Dataset entries
=== Section Start ===

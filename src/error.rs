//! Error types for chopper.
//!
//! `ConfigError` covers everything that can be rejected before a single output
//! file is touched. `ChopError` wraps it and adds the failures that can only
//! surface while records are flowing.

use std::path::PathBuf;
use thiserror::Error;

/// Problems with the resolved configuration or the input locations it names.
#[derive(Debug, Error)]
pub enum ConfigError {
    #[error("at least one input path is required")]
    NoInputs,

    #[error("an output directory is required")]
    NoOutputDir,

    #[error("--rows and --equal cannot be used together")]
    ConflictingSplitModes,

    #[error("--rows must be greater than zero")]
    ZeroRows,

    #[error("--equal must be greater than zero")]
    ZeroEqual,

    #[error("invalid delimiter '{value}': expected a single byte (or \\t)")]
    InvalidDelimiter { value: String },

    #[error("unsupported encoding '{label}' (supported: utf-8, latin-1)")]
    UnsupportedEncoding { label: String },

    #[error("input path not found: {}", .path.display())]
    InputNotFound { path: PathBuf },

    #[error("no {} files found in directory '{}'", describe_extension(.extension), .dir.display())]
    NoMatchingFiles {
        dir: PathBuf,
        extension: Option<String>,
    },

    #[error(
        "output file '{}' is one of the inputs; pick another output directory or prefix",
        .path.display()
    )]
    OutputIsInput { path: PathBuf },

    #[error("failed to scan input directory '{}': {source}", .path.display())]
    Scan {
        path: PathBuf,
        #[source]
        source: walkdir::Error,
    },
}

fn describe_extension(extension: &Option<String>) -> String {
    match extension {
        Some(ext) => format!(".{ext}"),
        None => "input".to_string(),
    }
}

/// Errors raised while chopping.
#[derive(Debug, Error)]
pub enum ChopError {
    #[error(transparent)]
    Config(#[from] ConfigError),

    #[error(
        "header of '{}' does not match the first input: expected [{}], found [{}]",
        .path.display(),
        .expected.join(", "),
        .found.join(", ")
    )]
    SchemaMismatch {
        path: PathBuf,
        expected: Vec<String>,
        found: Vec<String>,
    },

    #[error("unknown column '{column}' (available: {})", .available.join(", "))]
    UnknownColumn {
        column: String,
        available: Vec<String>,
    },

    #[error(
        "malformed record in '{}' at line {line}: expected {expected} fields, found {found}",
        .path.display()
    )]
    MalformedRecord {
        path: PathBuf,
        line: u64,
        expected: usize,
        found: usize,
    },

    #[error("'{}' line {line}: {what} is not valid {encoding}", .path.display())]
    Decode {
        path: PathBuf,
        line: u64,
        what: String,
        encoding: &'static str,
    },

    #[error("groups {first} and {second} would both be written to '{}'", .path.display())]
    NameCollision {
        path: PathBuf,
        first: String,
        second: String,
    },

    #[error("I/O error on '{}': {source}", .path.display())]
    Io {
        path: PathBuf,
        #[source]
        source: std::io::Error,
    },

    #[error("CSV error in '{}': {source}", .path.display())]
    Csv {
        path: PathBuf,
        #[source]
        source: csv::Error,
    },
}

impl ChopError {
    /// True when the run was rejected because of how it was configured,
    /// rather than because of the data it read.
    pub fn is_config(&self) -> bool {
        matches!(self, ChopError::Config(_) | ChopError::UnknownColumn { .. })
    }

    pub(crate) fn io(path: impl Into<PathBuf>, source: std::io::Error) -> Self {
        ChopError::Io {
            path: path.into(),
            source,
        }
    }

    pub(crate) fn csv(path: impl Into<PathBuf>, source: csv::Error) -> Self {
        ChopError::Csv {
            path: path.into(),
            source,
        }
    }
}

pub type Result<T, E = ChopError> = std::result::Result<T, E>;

=== Section End ===
=== Section Start ===

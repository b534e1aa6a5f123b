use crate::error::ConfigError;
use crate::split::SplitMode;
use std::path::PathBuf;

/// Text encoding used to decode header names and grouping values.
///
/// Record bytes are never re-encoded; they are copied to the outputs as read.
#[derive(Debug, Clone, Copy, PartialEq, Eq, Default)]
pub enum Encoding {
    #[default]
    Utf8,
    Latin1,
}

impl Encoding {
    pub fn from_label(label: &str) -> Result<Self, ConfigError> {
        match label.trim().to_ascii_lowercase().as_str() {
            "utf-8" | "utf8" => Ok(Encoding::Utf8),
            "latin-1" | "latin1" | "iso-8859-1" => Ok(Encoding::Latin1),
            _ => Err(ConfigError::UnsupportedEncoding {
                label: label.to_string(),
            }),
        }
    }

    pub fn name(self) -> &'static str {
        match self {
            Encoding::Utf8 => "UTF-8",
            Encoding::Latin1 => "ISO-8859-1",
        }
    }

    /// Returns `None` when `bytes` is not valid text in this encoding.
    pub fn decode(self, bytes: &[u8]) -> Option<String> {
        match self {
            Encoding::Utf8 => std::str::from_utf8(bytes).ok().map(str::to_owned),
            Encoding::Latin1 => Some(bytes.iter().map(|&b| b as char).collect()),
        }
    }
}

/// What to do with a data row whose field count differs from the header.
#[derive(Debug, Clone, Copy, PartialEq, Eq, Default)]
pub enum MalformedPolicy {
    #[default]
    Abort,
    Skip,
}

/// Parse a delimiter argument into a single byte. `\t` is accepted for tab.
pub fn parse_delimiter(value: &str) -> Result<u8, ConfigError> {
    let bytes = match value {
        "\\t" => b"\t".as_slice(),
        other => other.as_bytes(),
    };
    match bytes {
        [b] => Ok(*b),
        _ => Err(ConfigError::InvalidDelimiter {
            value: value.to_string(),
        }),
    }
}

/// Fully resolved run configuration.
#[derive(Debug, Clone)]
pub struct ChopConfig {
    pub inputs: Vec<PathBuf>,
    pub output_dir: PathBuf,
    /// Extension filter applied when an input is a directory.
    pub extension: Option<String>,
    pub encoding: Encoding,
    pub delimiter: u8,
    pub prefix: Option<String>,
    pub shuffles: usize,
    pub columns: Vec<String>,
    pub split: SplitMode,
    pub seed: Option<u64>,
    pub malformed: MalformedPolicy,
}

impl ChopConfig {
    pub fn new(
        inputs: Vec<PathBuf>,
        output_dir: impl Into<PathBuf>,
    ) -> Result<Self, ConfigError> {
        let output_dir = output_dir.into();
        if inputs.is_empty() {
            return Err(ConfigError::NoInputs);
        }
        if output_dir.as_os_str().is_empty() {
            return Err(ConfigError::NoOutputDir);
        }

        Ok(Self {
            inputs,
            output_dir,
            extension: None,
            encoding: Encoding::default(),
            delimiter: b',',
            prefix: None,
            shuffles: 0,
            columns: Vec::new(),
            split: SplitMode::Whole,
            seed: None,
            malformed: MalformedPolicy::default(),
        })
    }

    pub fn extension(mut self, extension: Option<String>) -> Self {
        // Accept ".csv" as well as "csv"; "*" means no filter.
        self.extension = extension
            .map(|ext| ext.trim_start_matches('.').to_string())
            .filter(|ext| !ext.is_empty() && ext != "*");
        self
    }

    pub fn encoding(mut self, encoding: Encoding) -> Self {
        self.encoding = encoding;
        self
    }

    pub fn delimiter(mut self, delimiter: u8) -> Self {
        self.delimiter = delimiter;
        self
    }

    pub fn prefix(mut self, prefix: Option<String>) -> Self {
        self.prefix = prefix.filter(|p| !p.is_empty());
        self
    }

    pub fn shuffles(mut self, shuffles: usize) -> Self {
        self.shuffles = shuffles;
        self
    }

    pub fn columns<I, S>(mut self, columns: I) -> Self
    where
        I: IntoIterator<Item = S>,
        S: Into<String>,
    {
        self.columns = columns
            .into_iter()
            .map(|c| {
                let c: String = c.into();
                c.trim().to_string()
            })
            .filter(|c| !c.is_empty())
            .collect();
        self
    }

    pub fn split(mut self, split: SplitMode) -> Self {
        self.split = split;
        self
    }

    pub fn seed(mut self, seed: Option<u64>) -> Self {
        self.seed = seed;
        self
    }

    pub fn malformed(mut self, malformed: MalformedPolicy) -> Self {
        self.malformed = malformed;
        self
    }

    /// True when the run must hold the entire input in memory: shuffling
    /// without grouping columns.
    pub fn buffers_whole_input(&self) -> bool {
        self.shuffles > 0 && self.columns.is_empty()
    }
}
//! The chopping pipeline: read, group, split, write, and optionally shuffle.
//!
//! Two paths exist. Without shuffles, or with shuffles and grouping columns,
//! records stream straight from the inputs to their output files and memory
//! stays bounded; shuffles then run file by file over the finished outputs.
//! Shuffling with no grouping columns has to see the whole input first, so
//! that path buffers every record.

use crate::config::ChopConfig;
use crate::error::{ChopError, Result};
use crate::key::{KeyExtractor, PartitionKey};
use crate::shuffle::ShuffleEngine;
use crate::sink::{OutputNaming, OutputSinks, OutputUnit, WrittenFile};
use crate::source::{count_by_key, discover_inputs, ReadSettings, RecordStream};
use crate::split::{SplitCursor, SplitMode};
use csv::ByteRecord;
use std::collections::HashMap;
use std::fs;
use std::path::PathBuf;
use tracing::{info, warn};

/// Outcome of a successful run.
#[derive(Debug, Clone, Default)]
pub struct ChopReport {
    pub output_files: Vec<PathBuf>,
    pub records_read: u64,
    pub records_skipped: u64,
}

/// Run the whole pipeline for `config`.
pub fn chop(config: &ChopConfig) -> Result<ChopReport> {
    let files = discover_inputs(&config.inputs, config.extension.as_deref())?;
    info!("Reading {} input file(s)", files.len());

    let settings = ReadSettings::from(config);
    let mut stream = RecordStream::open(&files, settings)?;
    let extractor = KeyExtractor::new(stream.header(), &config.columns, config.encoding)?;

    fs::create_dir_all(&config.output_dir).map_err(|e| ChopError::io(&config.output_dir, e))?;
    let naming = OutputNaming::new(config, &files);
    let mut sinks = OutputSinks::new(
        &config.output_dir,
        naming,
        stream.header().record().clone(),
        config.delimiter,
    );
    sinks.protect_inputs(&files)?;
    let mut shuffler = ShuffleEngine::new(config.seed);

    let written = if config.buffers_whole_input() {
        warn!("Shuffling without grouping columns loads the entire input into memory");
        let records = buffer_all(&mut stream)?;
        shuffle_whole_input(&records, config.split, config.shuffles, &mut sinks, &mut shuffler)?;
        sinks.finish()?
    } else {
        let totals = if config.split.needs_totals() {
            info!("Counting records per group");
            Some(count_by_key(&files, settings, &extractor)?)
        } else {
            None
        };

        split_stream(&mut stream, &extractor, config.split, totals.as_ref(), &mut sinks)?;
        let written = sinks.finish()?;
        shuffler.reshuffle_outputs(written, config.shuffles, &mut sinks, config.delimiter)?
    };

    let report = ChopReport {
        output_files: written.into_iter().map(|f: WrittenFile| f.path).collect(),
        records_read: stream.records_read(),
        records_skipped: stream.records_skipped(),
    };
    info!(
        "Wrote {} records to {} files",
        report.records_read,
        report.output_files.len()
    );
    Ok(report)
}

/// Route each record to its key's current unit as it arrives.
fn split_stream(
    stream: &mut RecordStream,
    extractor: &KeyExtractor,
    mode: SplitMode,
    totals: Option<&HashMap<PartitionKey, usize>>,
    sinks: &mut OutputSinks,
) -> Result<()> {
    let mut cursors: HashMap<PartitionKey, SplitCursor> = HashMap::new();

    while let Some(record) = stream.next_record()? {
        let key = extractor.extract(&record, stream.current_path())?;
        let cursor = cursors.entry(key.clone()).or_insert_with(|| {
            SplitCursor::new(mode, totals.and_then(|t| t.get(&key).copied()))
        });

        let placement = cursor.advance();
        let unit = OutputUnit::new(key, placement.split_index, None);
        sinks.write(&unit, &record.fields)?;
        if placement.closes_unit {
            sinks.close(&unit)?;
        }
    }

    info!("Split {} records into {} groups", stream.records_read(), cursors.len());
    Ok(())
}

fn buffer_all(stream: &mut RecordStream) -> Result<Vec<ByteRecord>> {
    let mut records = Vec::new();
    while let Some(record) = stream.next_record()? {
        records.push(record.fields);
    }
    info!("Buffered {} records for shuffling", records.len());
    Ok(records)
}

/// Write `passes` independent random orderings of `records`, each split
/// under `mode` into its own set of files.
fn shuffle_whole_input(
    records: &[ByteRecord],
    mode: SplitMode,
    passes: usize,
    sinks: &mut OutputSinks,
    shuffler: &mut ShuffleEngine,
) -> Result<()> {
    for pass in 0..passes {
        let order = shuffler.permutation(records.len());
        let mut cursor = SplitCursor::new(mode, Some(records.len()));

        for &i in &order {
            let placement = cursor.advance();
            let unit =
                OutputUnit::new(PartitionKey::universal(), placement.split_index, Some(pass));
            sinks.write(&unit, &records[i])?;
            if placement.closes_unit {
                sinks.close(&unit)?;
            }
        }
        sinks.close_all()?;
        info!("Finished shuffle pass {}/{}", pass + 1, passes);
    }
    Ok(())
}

=== Section End ===
=== Section Start ===

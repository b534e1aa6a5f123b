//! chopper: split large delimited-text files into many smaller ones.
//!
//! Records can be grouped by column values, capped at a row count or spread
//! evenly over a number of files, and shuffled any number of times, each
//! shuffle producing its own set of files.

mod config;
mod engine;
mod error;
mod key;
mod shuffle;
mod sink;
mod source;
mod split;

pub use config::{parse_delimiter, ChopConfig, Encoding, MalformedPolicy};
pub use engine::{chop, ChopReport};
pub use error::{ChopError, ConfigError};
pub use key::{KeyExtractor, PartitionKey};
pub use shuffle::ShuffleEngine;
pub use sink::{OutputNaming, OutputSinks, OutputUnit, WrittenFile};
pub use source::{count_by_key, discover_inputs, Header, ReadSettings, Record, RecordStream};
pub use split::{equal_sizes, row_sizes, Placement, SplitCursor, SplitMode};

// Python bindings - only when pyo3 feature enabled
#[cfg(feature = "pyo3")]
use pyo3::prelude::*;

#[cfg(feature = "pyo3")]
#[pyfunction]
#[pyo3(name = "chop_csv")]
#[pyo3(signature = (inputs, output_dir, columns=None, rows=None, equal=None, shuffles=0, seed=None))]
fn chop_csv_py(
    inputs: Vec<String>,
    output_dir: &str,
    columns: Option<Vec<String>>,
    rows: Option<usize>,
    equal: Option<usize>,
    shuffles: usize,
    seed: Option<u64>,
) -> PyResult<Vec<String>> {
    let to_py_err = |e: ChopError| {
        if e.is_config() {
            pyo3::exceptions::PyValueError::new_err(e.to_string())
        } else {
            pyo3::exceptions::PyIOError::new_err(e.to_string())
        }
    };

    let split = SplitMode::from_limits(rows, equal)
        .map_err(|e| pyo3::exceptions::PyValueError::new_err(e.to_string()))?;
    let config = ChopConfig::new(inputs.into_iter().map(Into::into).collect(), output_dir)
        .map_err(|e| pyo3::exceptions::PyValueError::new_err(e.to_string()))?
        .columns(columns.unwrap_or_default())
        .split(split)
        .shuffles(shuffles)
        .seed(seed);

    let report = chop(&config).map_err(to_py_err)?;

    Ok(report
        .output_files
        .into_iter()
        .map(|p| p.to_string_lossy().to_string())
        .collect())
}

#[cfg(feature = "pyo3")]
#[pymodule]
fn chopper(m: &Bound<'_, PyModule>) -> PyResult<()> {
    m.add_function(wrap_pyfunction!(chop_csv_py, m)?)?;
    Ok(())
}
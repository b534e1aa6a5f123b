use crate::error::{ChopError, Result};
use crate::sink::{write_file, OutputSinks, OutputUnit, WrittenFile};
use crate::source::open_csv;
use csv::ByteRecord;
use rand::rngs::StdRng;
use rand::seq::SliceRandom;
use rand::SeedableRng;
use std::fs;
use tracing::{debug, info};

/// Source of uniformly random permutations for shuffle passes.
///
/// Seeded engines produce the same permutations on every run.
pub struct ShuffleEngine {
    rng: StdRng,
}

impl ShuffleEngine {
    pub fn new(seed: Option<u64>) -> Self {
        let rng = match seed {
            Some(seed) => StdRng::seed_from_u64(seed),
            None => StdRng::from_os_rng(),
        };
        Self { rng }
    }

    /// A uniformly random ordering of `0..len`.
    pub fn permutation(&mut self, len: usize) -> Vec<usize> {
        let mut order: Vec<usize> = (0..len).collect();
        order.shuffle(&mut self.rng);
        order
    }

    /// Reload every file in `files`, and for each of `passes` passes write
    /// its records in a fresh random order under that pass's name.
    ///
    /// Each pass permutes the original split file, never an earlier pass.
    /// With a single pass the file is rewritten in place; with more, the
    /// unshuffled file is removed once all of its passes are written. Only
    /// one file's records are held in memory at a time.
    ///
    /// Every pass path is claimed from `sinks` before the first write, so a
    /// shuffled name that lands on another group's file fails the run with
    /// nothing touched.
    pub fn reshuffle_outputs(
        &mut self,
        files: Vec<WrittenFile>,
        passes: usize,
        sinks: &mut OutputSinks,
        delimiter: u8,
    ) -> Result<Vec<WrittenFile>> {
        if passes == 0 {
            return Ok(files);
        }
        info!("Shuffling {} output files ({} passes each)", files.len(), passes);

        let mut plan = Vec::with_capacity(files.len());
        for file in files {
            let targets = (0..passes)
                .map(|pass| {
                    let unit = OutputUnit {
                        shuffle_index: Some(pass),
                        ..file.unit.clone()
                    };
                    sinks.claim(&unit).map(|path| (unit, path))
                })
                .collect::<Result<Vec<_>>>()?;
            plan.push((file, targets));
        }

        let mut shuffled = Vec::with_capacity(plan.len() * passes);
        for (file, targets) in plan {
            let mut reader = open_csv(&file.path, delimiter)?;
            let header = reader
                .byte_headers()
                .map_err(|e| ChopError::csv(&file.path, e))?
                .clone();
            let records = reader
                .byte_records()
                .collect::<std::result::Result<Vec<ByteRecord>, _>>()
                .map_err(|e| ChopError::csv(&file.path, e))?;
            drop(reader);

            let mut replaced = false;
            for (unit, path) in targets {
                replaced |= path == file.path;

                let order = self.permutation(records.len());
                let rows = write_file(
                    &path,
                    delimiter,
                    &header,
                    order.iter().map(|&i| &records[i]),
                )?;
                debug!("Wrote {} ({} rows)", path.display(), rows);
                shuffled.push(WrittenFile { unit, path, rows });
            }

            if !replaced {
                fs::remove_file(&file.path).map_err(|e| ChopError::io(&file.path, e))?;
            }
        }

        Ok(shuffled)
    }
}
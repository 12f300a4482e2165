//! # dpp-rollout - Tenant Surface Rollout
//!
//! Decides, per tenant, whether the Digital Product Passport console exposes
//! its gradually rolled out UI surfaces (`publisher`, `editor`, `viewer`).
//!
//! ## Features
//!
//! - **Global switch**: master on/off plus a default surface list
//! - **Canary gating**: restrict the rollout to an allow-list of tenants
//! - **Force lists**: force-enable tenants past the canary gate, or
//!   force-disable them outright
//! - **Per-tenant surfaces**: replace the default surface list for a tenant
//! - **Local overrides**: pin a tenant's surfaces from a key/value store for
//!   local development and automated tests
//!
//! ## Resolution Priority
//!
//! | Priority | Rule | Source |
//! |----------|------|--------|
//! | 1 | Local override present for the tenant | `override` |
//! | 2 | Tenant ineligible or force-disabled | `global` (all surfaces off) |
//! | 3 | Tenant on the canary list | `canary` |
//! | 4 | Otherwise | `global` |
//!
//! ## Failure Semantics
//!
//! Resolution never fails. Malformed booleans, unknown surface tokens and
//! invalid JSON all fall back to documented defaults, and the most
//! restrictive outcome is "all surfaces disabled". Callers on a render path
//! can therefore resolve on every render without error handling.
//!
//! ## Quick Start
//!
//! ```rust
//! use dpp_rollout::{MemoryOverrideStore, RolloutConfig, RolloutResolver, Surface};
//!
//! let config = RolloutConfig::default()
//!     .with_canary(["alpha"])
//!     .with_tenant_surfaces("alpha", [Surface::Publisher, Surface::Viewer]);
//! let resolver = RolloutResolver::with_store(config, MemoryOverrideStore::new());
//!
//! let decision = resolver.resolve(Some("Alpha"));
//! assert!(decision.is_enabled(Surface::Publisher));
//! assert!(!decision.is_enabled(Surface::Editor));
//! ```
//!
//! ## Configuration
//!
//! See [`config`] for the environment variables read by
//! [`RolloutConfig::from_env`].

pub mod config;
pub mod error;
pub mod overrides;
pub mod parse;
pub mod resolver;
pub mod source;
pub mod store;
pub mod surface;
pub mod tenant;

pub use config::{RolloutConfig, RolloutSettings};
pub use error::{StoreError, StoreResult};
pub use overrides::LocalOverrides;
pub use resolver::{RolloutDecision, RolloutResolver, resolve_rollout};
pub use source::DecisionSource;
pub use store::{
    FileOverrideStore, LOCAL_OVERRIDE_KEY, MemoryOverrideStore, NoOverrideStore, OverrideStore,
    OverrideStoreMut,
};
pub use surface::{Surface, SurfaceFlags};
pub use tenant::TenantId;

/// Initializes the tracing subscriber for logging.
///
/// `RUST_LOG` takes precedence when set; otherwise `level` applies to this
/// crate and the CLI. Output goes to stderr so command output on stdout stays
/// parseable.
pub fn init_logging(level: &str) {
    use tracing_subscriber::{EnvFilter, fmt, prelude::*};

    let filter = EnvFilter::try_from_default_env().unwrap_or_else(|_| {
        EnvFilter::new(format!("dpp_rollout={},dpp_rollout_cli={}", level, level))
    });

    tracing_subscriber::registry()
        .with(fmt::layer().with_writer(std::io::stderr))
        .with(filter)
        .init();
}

=== Section End ===

Exercise details ->
When the word "greater" shows up in a line of the entries, pull that line out.

Answer below ->
    #[error("--rows must be greater than zero")]
    #[error("--equal must be greater than zero")]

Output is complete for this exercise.